### [The task]
Show all lines containing "FrameHandler" from the data below.

### [Data supplied]

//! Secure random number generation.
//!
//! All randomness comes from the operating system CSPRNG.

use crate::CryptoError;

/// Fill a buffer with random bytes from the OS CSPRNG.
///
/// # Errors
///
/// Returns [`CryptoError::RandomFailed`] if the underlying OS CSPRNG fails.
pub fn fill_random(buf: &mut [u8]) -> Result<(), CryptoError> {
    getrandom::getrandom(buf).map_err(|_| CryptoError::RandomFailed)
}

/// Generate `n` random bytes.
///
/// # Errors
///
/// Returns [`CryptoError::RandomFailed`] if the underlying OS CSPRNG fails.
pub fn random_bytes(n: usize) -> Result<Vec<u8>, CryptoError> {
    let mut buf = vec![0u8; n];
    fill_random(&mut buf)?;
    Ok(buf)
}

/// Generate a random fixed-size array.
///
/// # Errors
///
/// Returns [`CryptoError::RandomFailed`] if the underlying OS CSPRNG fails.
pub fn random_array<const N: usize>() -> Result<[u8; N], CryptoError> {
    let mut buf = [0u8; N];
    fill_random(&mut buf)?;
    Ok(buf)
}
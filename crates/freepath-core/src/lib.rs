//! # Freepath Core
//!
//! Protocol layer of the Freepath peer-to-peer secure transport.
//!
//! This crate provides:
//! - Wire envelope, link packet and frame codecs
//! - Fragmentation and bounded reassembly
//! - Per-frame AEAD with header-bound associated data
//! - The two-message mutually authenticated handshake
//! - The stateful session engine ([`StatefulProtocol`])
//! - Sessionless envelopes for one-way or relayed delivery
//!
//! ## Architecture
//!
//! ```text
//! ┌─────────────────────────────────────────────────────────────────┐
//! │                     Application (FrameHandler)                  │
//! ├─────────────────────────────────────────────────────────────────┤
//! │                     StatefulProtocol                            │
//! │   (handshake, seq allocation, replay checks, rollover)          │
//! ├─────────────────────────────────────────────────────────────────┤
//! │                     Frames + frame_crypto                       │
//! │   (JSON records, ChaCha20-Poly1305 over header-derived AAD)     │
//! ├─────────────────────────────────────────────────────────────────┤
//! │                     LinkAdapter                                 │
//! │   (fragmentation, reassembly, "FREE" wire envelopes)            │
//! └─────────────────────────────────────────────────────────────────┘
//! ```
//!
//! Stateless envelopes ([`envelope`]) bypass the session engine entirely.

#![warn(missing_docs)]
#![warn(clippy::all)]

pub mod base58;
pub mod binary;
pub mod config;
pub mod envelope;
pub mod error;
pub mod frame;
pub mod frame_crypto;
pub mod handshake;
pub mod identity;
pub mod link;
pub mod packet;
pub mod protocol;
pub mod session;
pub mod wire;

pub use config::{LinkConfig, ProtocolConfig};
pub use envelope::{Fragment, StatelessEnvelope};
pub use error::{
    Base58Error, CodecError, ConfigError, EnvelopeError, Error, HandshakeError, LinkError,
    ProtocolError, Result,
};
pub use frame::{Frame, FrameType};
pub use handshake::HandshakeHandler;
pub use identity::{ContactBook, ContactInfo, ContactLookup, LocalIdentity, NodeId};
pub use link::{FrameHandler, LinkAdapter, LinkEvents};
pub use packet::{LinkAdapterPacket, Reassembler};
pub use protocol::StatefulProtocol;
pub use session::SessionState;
---
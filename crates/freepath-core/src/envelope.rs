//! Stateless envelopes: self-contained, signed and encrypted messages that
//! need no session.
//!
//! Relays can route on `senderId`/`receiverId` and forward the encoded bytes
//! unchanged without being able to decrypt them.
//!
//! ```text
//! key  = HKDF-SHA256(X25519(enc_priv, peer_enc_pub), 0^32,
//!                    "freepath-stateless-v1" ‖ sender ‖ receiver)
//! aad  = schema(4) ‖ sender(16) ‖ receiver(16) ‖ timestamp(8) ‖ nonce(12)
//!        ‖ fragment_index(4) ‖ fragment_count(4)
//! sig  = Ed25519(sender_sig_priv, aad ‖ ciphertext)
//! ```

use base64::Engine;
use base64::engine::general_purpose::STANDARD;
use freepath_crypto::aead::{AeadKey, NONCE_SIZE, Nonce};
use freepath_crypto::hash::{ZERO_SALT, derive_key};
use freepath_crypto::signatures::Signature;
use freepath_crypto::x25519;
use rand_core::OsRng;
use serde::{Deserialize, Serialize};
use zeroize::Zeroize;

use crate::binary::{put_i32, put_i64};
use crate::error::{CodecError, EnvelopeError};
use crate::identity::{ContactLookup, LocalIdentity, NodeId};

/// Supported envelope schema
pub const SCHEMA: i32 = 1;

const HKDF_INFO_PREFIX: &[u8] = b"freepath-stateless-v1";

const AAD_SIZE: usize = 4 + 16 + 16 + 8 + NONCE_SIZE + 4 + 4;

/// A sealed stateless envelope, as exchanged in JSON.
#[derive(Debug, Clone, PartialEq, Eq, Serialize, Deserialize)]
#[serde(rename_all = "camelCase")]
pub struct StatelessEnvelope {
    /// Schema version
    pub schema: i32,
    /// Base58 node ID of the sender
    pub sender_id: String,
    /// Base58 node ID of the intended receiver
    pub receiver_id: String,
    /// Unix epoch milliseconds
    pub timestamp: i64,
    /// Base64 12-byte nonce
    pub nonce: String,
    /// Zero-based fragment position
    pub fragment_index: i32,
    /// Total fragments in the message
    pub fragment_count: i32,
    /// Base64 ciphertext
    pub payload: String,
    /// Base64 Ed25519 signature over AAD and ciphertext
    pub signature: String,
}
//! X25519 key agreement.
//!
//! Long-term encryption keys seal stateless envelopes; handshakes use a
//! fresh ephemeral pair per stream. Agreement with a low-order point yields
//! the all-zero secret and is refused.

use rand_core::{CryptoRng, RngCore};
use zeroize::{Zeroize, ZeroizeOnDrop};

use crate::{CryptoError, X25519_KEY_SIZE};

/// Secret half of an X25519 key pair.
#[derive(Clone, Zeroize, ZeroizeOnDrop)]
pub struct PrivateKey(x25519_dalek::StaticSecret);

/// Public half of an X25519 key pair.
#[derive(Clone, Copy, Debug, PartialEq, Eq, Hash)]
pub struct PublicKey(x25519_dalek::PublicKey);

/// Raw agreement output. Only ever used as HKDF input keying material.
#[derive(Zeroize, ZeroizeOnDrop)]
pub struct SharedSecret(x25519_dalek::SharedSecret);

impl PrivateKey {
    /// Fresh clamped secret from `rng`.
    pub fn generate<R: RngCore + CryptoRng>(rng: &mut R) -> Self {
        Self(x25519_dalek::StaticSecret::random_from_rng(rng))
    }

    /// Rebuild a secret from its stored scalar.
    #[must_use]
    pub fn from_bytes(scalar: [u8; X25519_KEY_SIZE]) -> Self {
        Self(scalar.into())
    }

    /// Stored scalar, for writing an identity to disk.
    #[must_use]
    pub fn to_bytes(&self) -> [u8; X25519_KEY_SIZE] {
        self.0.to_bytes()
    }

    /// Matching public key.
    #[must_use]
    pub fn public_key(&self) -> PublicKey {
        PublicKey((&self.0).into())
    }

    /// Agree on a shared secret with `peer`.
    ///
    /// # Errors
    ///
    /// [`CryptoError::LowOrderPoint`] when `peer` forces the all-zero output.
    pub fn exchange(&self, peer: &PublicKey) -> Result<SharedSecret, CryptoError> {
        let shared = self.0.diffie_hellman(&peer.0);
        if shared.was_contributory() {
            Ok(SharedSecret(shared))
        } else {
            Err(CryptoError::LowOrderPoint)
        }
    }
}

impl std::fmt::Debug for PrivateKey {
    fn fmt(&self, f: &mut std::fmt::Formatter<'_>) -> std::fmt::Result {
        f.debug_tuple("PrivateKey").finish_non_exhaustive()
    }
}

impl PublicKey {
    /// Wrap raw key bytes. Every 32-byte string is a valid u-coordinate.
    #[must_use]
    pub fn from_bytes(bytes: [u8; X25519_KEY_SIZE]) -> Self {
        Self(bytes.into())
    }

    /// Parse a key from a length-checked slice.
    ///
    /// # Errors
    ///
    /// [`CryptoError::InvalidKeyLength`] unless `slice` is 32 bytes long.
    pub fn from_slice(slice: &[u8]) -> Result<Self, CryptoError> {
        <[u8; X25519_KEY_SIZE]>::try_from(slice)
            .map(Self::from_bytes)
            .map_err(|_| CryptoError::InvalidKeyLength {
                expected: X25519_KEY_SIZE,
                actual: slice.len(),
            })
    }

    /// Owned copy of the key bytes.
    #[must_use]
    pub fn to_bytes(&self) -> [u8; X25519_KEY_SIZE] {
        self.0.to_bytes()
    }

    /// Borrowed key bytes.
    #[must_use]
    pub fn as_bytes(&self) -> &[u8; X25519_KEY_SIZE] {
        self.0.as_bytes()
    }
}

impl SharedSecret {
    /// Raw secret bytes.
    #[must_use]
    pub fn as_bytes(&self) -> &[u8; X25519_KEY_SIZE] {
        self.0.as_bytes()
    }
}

### [Task answer]
//! │                     Application (FrameHandler)                  │
pub use link::{FrameHandler, LinkAdapter, LinkEvents};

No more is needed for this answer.